What is being asked | Output all records below verbatim.

Data records |
□ □ □ □ □ □ □
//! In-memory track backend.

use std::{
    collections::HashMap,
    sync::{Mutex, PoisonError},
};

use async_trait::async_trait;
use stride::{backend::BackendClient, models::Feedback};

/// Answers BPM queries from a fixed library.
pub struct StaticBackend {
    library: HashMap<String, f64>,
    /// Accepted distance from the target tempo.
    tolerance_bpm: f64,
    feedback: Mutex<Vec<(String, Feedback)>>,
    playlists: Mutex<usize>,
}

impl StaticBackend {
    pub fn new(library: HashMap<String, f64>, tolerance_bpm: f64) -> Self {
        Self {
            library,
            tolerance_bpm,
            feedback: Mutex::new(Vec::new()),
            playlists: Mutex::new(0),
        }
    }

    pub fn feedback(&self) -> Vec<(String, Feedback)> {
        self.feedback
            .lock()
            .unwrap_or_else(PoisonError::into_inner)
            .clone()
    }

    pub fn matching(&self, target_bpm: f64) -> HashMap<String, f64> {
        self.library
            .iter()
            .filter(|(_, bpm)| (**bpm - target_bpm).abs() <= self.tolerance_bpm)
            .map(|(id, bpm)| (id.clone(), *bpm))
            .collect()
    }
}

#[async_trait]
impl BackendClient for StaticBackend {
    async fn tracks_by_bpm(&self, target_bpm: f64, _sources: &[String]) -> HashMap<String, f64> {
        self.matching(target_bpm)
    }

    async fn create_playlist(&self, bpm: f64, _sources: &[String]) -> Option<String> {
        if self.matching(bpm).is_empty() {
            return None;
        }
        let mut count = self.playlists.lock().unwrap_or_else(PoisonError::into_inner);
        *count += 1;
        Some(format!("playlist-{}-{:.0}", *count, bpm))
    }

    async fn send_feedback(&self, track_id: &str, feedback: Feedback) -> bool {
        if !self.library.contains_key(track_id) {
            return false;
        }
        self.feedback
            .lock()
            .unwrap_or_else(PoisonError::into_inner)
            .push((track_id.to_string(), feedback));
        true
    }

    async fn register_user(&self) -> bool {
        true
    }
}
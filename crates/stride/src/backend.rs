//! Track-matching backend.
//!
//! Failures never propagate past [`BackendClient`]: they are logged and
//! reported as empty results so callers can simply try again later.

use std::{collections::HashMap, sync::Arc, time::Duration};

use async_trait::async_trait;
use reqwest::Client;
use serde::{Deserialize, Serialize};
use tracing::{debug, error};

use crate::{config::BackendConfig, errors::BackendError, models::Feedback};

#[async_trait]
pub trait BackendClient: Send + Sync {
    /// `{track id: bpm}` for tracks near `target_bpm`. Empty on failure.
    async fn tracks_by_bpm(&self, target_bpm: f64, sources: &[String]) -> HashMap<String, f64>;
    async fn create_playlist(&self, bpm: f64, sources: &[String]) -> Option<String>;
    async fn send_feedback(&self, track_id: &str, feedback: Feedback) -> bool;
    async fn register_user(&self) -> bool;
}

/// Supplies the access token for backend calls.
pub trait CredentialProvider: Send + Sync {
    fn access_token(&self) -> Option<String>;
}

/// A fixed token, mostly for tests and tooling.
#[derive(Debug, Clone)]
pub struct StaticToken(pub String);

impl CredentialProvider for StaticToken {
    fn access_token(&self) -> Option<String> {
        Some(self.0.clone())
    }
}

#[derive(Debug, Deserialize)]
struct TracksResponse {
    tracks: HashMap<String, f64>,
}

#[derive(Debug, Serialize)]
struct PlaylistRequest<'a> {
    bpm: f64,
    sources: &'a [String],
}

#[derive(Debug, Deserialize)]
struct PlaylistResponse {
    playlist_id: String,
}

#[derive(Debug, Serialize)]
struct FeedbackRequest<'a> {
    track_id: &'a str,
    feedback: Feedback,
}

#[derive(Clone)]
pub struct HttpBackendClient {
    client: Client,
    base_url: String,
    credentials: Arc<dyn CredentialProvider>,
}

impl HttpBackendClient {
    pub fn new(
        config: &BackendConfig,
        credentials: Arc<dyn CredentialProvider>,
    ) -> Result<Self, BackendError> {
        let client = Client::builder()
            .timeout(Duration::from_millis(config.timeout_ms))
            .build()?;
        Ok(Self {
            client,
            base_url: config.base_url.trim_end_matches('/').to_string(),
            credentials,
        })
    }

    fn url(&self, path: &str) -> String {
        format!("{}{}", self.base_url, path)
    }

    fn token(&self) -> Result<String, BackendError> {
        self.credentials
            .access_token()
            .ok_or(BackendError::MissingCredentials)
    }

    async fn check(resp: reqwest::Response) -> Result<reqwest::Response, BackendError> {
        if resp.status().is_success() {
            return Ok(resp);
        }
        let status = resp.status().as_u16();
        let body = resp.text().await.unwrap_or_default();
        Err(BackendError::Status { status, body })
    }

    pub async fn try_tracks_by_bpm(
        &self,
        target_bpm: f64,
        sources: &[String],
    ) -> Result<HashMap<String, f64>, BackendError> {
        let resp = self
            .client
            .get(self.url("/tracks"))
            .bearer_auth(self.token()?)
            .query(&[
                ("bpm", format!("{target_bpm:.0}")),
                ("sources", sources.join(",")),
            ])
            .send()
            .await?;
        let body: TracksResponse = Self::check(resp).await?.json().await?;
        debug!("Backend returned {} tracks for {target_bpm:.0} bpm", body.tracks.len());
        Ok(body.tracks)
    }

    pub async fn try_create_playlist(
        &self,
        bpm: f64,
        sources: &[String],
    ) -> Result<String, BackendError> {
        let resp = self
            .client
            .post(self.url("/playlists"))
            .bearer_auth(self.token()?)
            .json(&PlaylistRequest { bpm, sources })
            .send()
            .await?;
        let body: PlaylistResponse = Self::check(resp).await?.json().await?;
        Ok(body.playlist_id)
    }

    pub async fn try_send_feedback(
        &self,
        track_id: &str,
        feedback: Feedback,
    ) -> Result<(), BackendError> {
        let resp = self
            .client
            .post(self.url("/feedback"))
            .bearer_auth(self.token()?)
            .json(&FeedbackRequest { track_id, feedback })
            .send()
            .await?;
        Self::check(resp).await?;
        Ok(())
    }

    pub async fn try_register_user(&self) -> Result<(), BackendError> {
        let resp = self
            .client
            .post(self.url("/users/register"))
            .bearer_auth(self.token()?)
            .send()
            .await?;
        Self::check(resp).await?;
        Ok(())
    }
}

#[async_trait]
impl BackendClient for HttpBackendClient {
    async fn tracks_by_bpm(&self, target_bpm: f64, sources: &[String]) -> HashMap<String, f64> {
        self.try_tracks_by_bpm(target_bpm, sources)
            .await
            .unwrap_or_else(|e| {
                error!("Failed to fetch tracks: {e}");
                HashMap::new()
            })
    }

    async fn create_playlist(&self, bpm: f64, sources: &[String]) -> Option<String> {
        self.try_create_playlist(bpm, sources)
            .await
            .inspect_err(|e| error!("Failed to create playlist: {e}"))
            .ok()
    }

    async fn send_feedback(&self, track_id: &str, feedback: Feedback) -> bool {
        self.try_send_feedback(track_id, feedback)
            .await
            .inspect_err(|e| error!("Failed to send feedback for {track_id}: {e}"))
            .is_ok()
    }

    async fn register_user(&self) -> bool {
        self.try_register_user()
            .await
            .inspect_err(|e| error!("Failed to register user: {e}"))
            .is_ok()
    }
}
□ □ □ □ □ □ □
Your response |
//! In-memory track backend.

use std::{
    collections::HashMap,
    sync::{Mutex, PoisonError},
};

use async_trait::async_trait;
use stride::{backend::BackendClient, models::Feedback};

/// Answers BPM queries from a fixed library.
pub struct StaticBackend {
    library: HashMap<String, f64>,
    /// Accepted distance from the target tempo.
    tolerance_bpm: f64,
    feedback: Mutex<Vec<(String, Feedback)>>,
    playlists: Mutex<usize>,
}

impl StaticBackend {
    pub fn new(library: HashMap<String, f64>, tolerance_bpm: f64) -> Self {
        Self {
            library,
            tolerance_bpm,
            feedback: Mutex::new(Vec::new()),
            playlists: Mutex::new(0),
        }
    }

    pub fn feedback(&self) -> Vec<(String, Feedback)> {
        self.feedback
            .lock()
            .unwrap_or_else(PoisonError::into_inner)
            .clone()
    }

    pub fn matching(&self, target_bpm: f64) -> HashMap<String, f64> {
        self.library
            .iter()
            .filter(|(_, bpm)| (**bpm - target_bpm).abs() <= self.tolerance_bpm)
            .map(|(id, bpm)| (id.clone(), *bpm))
            .collect()
    }
}

#[async_trait]
impl BackendClient for StaticBackend {
    async fn tracks_by_bpm(&self, target_bpm: f64, _sources: &[String]) -> HashMap<String, f64> {
        self.matching(target_bpm)
    }

    async fn create_playlist(&self, bpm: f64, _sources: &[String]) -> Option<String> {
        if self.matching(bpm).is_empty() {
            return None;
        }
        let mut count = self.playlists.lock().unwrap_or_else(PoisonError::into_inner);
        *count += 1;
        Some(format!("playlist-{}-{:.0}", *count, bpm))
    }

    async fn send_feedback(&self, track_id: &str, feedback: Feedback) -> bool {
        if !self.library.contains_key(track_id) {
            return false;
        }
        self.feedback
            .lock()
            .unwrap_or_else(PoisonError::into_inner)
            .push((track_id.to_string(), feedback));
        true
    }

    async fn register_user(&self) -> bool {
        true
    }
}
filename crates/stride/src/backend.rs
//! Track-matching backend.
//!
//! Failures never propagate past [`BackendClient`]: they are logged and
//! reported as empty results so callers can simply try again later.

use std::{collections::HashMap, sync::Arc, time::Duration};

use async_trait::async_trait;
use reqwest::Client;
use serde::{Deserialize, Serialize};
use tracing::{debug, error};

use crate::{config::BackendConfig, errors::BackendError, models::Feedback};

#[async_trait]
pub trait BackendClient: Send + Sync {
    /// `{track id: bpm}` for tracks near `target_bpm`. Empty on failure.
    async fn tracks_by_bpm(&self, target_bpm: f64, sources: &[String]) -> HashMap<String, f64>;
    async fn create_playlist(&self, bpm: f64, sources: &[String]) -> Option<String>;
    async fn send_feedback(&self, track_id: &str, feedback: Feedback) -> bool;
    async fn register_user(&self) -> bool;
}

/// Supplies the access token for backend calls.
pub trait CredentialProvider: Send + Sync {
    fn access_token(&self) -> Option<String>;
}

/// A fixed token, mostly for tests and tooling.
#[derive(Debug, Clone)]
pub struct StaticToken(pub String);

impl CredentialProvider for StaticToken {
    fn access_token(&self) -> Option<String> {
        Some(self.0.clone())
    }
}

#[derive(Debug, Deserialize)]
struct TracksResponse {
    tracks: HashMap<String, f64>,
}

#[derive(Debug, Serialize)]
struct PlaylistRequest<'a> {
    bpm: f64,
    sources: &'a [String],
}

#[derive(Debug, Deserialize)]
struct PlaylistResponse {
    playlist_id: String,
}

#[derive(Debug, Serialize)]
struct FeedbackRequest<'a> {
    track_id: &'a str,
    feedback: Feedback,
}

#[derive(Clone)]
pub struct HttpBackendClient {
    client: Client,
    base_url: String,
    credentials: Arc<dyn CredentialProvider>,
}

impl HttpBackendClient {
    pub fn new(
        config: &BackendConfig,
        credentials: Arc<dyn CredentialProvider>,
    ) -> Result<Self, BackendError> {
        let client = Client::builder()
            .timeout(Duration::from_millis(config.timeout_ms))
            .build()?;
        Ok(Self {
            client,
            base_url: config.base_url.trim_end_matches('/').to_string(),
            credentials,
        })
    }

    fn url(&self, path: &str) -> String {
        format!("{}{}", self.base_url, path)
    }

    fn token(&self) -> Result<String, BackendError> {
        self.credentials
            .access_token()
            .ok_or(BackendError::MissingCredentials)
    }

    async fn check(resp: reqwest::Response) -> Result<reqwest::Response, BackendError> {
        if resp.status().is_success() {
            return Ok(resp);
        }
        let status = resp.status().as_u16();
        let body = resp.text().await.unwrap_or_default();
        Err(BackendError::Status { status, body })
    }

    pub async fn try_tracks_by_bpm(
        &self,
        target_bpm: f64,
        sources: &[String],
    ) -> Result<HashMap<String, f64>, BackendError> {
        let resp = self
            .client
            .get(self.url("/tracks"))
            .bearer_auth(self.token()?)
            .query(&[
                ("bpm", format!("{target_bpm:.0}")),
                ("sources", sources.join(",")),
            ])
            .send()
            .await?;
        let body: TracksResponse = Self::check(resp).await?.json().await?;
        debug!("Backend returned {} tracks for {target_bpm:.0} bpm", body.tracks.len());
        Ok(body.tracks)
    }

    pub async fn try_create_playlist(
        &self,
        bpm: f64,
        sources: &[String],
    ) -> Result<String, BackendError> {
        let resp = self
            .client
            .post(self.url("/playlists"))
            .bearer_auth(self.token()?)
            .json(&PlaylistRequest { bpm, sources })
            .send()
            .await?;
        let body: PlaylistResponse = Self::check(resp).await?.json().await?;
        Ok(body.playlist_id)
    }

    pub async fn try_send_feedback(
        &self,
        track_id: &str,
        feedback: Feedback,
    ) -> Result<(), BackendError> {
        let resp = self
            .client
            .post(self.url("/feedback"))
            .bearer_auth(self.token()?)
            .json(&FeedbackRequest { track_id, feedback })
            .send()
            .await?;
        Self::check(resp).await?;
        Ok(())
    }

    pub async fn try_register_user(&self) -> Result<(), BackendError> {
        let resp = self
            .client
            .post(self.url("/users/register"))
            .bearer_auth(self.token()?)
            .send()
            .await?;
        Self::check(resp).await?;
        Ok(())
    }
}

#[async_trait]
impl BackendClient for HttpBackendClient {
    async fn tracks_by_bpm(&self, target_bpm: f64, sources: &[String]) -> HashMap<String, f64> {
        self.try_tracks_by_bpm(target_bpm, sources)
            .await
            .unwrap_or_else(|e| {
                error!("Failed to fetch tracks: {e}");
                HashMap::new()
            })
    }

    async fn create_playlist(&self, bpm: f64, sources: &[String]) -> Option<String> {
        self.try_create_playlist(bpm, sources)
            .await
            .inspect_err(|e| error!("Failed to create playlist: {e}"))
            .ok()
    }

    async fn send_feedback(&self, track_id: &str, feedback: Feedback) -> bool {
        self.try_send_feedback(track_id, feedback)
            .await
            .inspect_err(|e| error!("Failed to send feedback for {track_id}: {e}"))
            .is_ok()
    }

    async fn register_user(&self) -> bool {
        self.try_register_user()
            .await
            .inspect_err(|e| error!("Failed to register user: {e}"))
            .is_ok()
    }
}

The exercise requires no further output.